Randall Centre for Cell and Molecular Biophysics; and British Heart Foundation Centre of Research Excellence, King's College London, London, SE1 1UL, United Kingdom.
Division of Cardiovascular Medicine, University of Kentucky, Lexington, KY, USA.
Nat Commun. 2024 Jun 14;15(1):5111. doi: 10.1038/s41467-024-49408-5.
Phosphorylation of cardiac myosin binding protein-C (cMyBP-C) is a determinant of cardiac myofilament function. Although cMyBP-C phosphorylation by various protein kinases has been extensively studied, the influence of protein phosphatases on cMyBP-C's multiple phosphorylation sites has remained largely obscure.
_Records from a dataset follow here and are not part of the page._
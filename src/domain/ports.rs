use crate::domain::model::{CommandOutcome, Invocation};
use crate::utils::error::Result;
use async_trait::async_trait;

/// 執行外部命令的介面，測試時可替換為記錄用的實作
#[async_trait]
pub trait CommandRunner: Send + Sync {
    /// 執行命令並等待結束。無法啟動行程時回傳 `SpawnError`，
    /// 非零結束碼則放在 `CommandOutcome` 中由呼叫端判斷。
    async fn run(&self, invocation: &Invocation) -> Result<CommandOutcome>;
}
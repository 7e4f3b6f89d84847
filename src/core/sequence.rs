use crate::core::port_killer::PortKiller;
use crate::core::report::BootstrapReport;
use crate::domain::model::{
    CommandOutcome, FailureMode, Invocation, Step, StepKind, StepResult, StepStatus,
};
use crate::domain::ports::CommandRunner;
use crate::utils::error::{DevstartError, Result};
use std::future::Future;
use std::sync::Arc;
use std::time::{Duration, Instant};

/// 依序執行各步驟，前一步結束後才開始下一步
pub struct BootstrapSequence {
    steps: Vec<Step>,
    runner: Arc<dyn CommandRunner>,
    execution_id: String,
}

impl BootstrapSequence {
    pub fn new(execution_id: String, runner: Arc<dyn CommandRunner>) -> Self {
        Self {
            steps: Vec::new(),
            runner,
            execution_id,
        }
    }

    pub fn with_steps(mut self, steps: Vec<Step>) -> Self {
        self.steps.extend(steps);
        self
    }

    /// 執行所有步驟。surfaced 步驟失敗時立即停止，錯誤記錄在報告中
    pub async fn execute_all(&self) -> BootstrapReport {
        let mut report = BootstrapReport::new(self.execution_id.clone());

        tracing::info!(
            "🚀 Bootstrap {} started ({} steps)",
            self.execution_id,
            self.steps.len()
        );

        for step in &self.steps {
            if !step.enabled {
                tracing::info!("⏭️ Skipping step: {}", step.name);
                report.push(StepResult {
                    step_name: step.name.clone(),
                    status: StepStatus::Skipped,
                    exit_code: None,
                    duration: Duration::ZERO,
                });
                continue;
            }

            tracing::info!("▶️ {}: {}", step.name, step.describe());
            let start_time = Instant::now();
            let attempt = self.execute_step(step).await;
            let duration = start_time.elapsed();

            match settle(step, attempt) {
                Ok((status, exit_code)) => {
                    if status == StepStatus::Succeeded {
                        tracing::info!("✅ {} finished in {:?}", step.name, duration);
                    }
                    report.push(StepResult {
                        step_name: step.name.clone(),
                        status,
                        exit_code,
                        duration,
                    });
                }
                Err(e) => {
                    tracing::error!("❌ {} failed: {}", step.name, e);
                    let exit_code = match &e {
                        DevstartError::StepFailed { exit_code, .. } => *exit_code,
                        _ => None,
                    };
                    report.push(StepResult {
                        step_name: step.name.clone(),
                        status: StepStatus::Failed,
                        exit_code,
                        duration,
                    });
                    report.fail(e);
                    break;
                }
            }
        }

        report.log_summary();
        report
    }

    /// 與中斷訊號競賽執行。收到中斷後不放棄序列，而是等待目前的子行程
    /// （同一個 process group 也收到訊號）自行結束，結果照常記錄
    pub async fn execute_until_interrupted<F>(&self, interrupt: F) -> BootstrapReport
    where
        F: Future<Output = ()>,
    {
        let execution = self.execute_all();
        tokio::pin!(execution);

        tokio::select! {
            report = &mut execution => report,
            _ = interrupt => {
                tracing::info!("🛑 Interrupt received, waiting for the running step to exit");
                execution.await
            }
        }
    }

    async fn execute_step(&self, step: &Step) -> Result<CommandOutcome> {
        match &step.kind {
            StepKind::KillPort { port, signal } => {
                PortKiller::new(self.runner.as_ref()).kill(*port, signal).await
            }
            StepKind::Command { program, args } => {
                let invocation = Invocation::new(program, args.clone()).with_stdio(step.stdio);
                self.runner.run(&invocation).await
            }
        }
    }
}

/// 依失敗模式判定步驟結果，surfaced 步驟失敗時回傳錯誤
fn settle(step: &Step, attempt: Result<CommandOutcome>) -> Result<(StepStatus, Option<i32>)> {
    match attempt {
        Ok(outcome) if outcome.is_success() => Ok((StepStatus::Succeeded, outcome.exit_code)),
        Ok(outcome) => match step.failure_mode {
            FailureMode::Suppressed => {
                tracing::warn!(
                    "⚠️ {} exited with {:?}, continuing",
                    step.name,
                    outcome.exit_code
                );
                Ok((StepStatus::Suppressed, outcome.exit_code))
            }
            FailureMode::Surfaced => Err(DevstartError::StepFailed {
                step: step.name.clone(),
                exit_code: outcome.exit_code,
            }),
        },
        Err(e) => match step.failure_mode {
            FailureMode::Suppressed => {
                tracing::warn!("⚠️ {} could not run: {}, continuing", step.name, e);
                Ok((StepStatus::Suppressed, None))
            }
            FailureMode::Surfaced => Err(e),
        },
    }
}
Here we provide a detailed biochemical characterization of cMyBP-C dephosphorylation by protein phosphatases 1 and 2 A (PP1 and PP2A), and develop an integrated kinetic model for cMyBP-C phosphorylation using data for both PP1, PP2A and various protein kinases known to phosphorylate cMyBP-C. We find strong site-specificity and a hierarchical mechanism for both phosphatases, proceeding in the opposite direction of sequential phosphorylation by potein kinase A. The model is consistent with published data from human patients and predicts complex non-linear cMyBP-C phosphorylation patterns that are validated experimentally. Our results suggest non-redundant roles for PP1 and PP2A under both physiological and heart failure conditions, and emphasize the importance of phosphatases for cMyBP-C regulation.
肌球蛋白结合蛋白 C(cMyBP-C)的磷酸化是心肌肌丝功能的决定因素。尽管已经广泛研究了各种蛋白激酶对 cMyBP-C 的磷酸化作用,但蛋白磷酸酶对 cMyBP-C 的多个磷酸化位点的影响在很大程度上仍不清楚。在这里,我们详细描述了蛋白磷酸酶 1 和 2A(PP1 和 PP2A)对 cMyBP-C 的去磷酸化作用,并利用已知可磷酸化 cMyBP-C 的 PP1、PP2A 和各种蛋白激酶的数据,为 cMyBP-C 的磷酸化建立了一个综合的动力学模型。我们发现这两种磷酸酶具有很强的位点特异性和分级机制,与蛋白激酶 A 的顺序磷酸化方向相反。该模型与来自人类患者的已发表数据一致,并预测了实验验证的复杂非线性 cMyBP-C 磷酸化模式。我们的研究结果表明,在生理和心力衰竭条件下,PP1 和 PP2A 具有非冗余作用,并强调了磷酸酶在 cMyBP-C 调节中的重要性。